Él escribió en mi frente siete pes[91]

con el extremo de su espada, y «Lava

114—dijo— estas llagas cuando dentro estés».

Ceniza o tierra seca que se cava

tienen igual color que su indumento;

117y bajo aquél dos llaves ocultaba.

Una era de oro y la otra era de argento:

con la amarilla, y antes con la blanca,

120abrió la puerta, y me sentí contento.

«Cuando una de estas dos llaves se atranca

y sin dificultad no da la vuelta,

123esta puerta —explicó— no queda franca.

Más cara es una; pero más resuelta

pericia antes de abrir la otra requiere,

126y arte más grande, porque el nudo suelta.

Diómelas Pedro; y, si he de errar, prefiere

que esté la puerta abierta, y no cerrada,

129ante aquel que a mis pies postrarse viere.»

Empujó sin tardar la hoja sagrada,

diciendo: «Entrad, mas id bien advertidos

132que aquí vuelve quien vuelve la mirada».
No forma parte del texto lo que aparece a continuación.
//! OpenAI-compatible `/v1/chat/completions` client

use async_trait::async_trait;
use serde::{Deserialize, Serialize};
use tracing::debug;

use super::http_client::HttpClientTrait;
use crate::domain::llm::{FinishReason, TokenUsage};
use crate::domain::{DomainError, LlmProvider, LlmRequest, LlmResponse, Message};

const PROVIDER: &str = "openai";
const DEFAULT_BASE_URL: &str = "https://api.openai.com";

/// Chat provider speaking the OpenAI wire format
#[derive(Debug)]
pub struct OpenAiProvider<C: HttpClientTrait> {
    client: C,
    auth_header: String,
    endpoint: String,
}

impl<C: HttpClientTrait> OpenAiProvider<C> {
    pub fn new(client: C, api_key: impl Into<String>) -> Self {
        Self::with_base_url(client, api_key, DEFAULT_BASE_URL)
    }

    pub fn with_base_url(
        client: C,
        api_key: impl Into<String>,
        base_url: impl Into<String>,
    ) -> Self {
        let base_url = base_url.into();

        Self {
            client,
            auth_header: format!("Bearer {}", api_key.into()),
            endpoint: format!("{}/v1/chat/completions", base_url.trim_end_matches('/')),
        }
    }
}

#[async_trait]
impl<C: HttpClientTrait> LlmProvider for OpenAiProvider<C> {
    async fn chat(&self, model: &str, request: LlmRequest) -> Result<LlmResponse, DomainError> {
        let body = serde_json::to_value(WireRequest {
            model,
            messages: &request.messages,
            temperature: request.temperature,
            max_tokens: request.max_tokens,
            stream: false,
        })
        .map_err(|e| DomainError::internal(format!("Unserializable chat request: {}", e)))?;

        let headers = [
            ("Authorization", self.auth_header.as_str()),
            ("Content-Type", "application/json"),
        ];

        let json = self
            .client
            .post_json(&self.endpoint, headers.to_vec(), &body)
            .await?;

        let wire: WireResponse = serde_json::from_value(json).map_err(|e| {
            DomainError::provider(PROVIDER, format!("Malformed chat response: {}", e))
        })?;

        let Some(choice) = wire.choices.into_iter().next() else {
            return Err(DomainError::provider(PROVIDER, "Chat response has no choices"));
        };

        let mut response = LlmResponse::new(
            wire.id,
            wire.model,
            Message::assistant(choice.message.content.unwrap_or_default()),
        );

        if let Some(reason) = choice.finish_reason.as_deref() {
            response = response.with_finish_reason(FinishReason::from_wire(reason));
        }

        if let Some(usage) = wire.usage {
            debug!(
                prompt_tokens = usage.prompt_tokens,
                completion_tokens = usage.completion_tokens,
                "Chat completion usage"
            );
            response = response.with_usage(TokenUsage::new(
                usage.prompt_tokens,
                usage.completion_tokens,
            ));
        }

        Ok(response)
    }

    fn provider_name(&self) -> &'static str {
        PROVIDER
    }
}

#[derive(Serialize)]
struct WireRequest<'a> {
    model: &'a str,
    messages: &'a [Message],
    #[serde(skip_serializing_if = "Option::is_none")]
    temperature: Option<f32>,
    #[serde(skip_serializing_if = "Option::is_none")]
    max_tokens: Option<u32>,
    stream: bool,
}

#[derive(Debug, Deserialize)]
struct WireResponse {
    id: String,
    model: String,
    choices: Vec<WireChoice>,
    usage: Option<WireUsage>,
}

#[derive(Debug, Deserialize)]
struct WireChoice {
    message: WireMessage,
    finish_reason: Option<String>,
}

#[derive(Debug, Deserialize)]
struct WireMessage {
    content: Option<String>,
}

#[derive(Debug, Deserialize)]
struct WireUsage {
    prompt_tokens: u32,
    completion_tokens: u32,
}

#[cfg(test)]
mod tests {
    use super::*;
    use crate::infrastructure::llm::MockHttpClient;
    use serde_json::json;

    const URL: &str = "https://api.openai.com/v1/chat/completions";

    fn completion(content: &str, finish_reason: &str) -> serde_json::Value {
        json!({
            "id": "chatcmpl-123",
            "object": "chat.completion",
            "model": "gpt-4o-2024-08-06",
            "choices": [{
                "index": 0,
                "message": { "role": "assistant", "content": content },
                "finish_reason": finish_reason
            }],
            "usage": { "prompt_tokens": 120, "completion_tokens": 12, "total_tokens": 132 }
        })
    }

    #[tokio::test]
    async fn test_chat_completion() {
        let client = MockHttpClient::new()
            .with_response(URL, completion("You get 14 days of annual leave. [r1]", "stop"));
        let provider = OpenAiProvider::new(client, "sk-test");

        let request = LlmRequest::builder()
            .system("Answer only from the excerpts")
            .user("Question: How many leave days?")
            .temperature(0.0)
            .max_tokens(512)
            .build();

        let response = provider.chat("gpt-4o", request).await.unwrap();

        assert_eq!(response.id, "chatcmpl-123");
        assert_eq!(response.content(), "You get 14 days of annual leave. [r1]");
        assert_eq!(response.finish_reason, Some(FinishReason::Stop));
        assert_eq!(response.usage.unwrap().total_tokens, 132);
    }

    #[tokio::test]
    async fn test_request_body_layout() {
        let client = MockHttpClient::new().with_response(URL, completion("ok", "stop"));
        let provider = OpenAiProvider::new(client, "sk-test");

        let request = LlmRequest::builder()
            .system("instruction")
            .user("prompt")
            .temperature(0.0)
            .build();
        provider.chat("gpt-4o", request).await.unwrap();

        let body = &provider.client.bodies()[0];
        assert_eq!(body["model"], "gpt-4o");
        assert_eq!(body["messages"][0]["role"], "system");
        assert_eq!(body["messages"][1]["content"], "prompt");
        assert_eq!(body["temperature"], 0.0);
        assert_eq!(body["stream"], false);
        assert!(body.get("max_tokens").is_none());
    }

    #[tokio::test]
    async fn test_truncated_reply_is_flagged() {
        let client = MockHttpClient::new().with_response(URL, completion("You get 14", "length"));
        let provider = OpenAiProvider::new(client, "sk-test");

        let response = provider
            .chat("gpt-4o", LlmRequest::builder().user("q").build())
            .await
            .unwrap();

        assert!(response.is_truncated());
    }

    #[tokio::test]
    async fn test_transport_error() {
        let client = MockHttpClient::new().with_error(URL, "HTTP 401: invalid api key");
        let provider = OpenAiProvider::new(client, "sk-bad");

        let result = provider.chat("gpt-4o", LlmRequest::builder().user("q").build()).await;

        assert!(matches!(result, Err(DomainError::Provider { .. })));
    }

    #[tokio::test]
    async fn test_missing_choices_is_an_error() {
        let client = MockHttpClient::new()
            .with_response(URL, json!({ "id": "x", "model": "gpt-4o", "choices": [] }));
        let provider = OpenAiProvider::new(client, "sk-test");

        let err = provider
            .chat("gpt-4o", LlmRequest::builder().user("q").build())
            .await
            .unwrap_err();

        assert!(err.to_string().contains("no choices"));
    }

    #[tokio::test]
    async fn test_custom_base_url() {
        let client = MockHttpClient::new().with_response(
            "http://localhost:8000/v1/chat/completions",
            completion("local", "stop"),
        );
        let provider = OpenAiProvider::with_base_url(client, "unused", "http://localhost:8000/");

        let response = provider
            .chat("llama3", LlmRequest::builder().user("q").build())
            .await
            .unwrap();

        assert_eq!(response.content(), "local");
    }
}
Cuando en sus goznes fueron retorcidos

los espigones del acceso santo,

135que en sonoro metal están fundidos,

no tan agria sonó ni rugió tanto

Tarpeya, cuando el brusco alejamiento

138del buen Metelo[92] le causó quebranto.

Mas volví al primer son mi oído atento:

y el Te Deum laudamus[93] parecía

141ser entonado allí con dulce acento.

La imagen que formé de lo que oía

era la misma que el oído prende

144cuando el órgano expande su armonía

y, a veces, las palabras no comprende.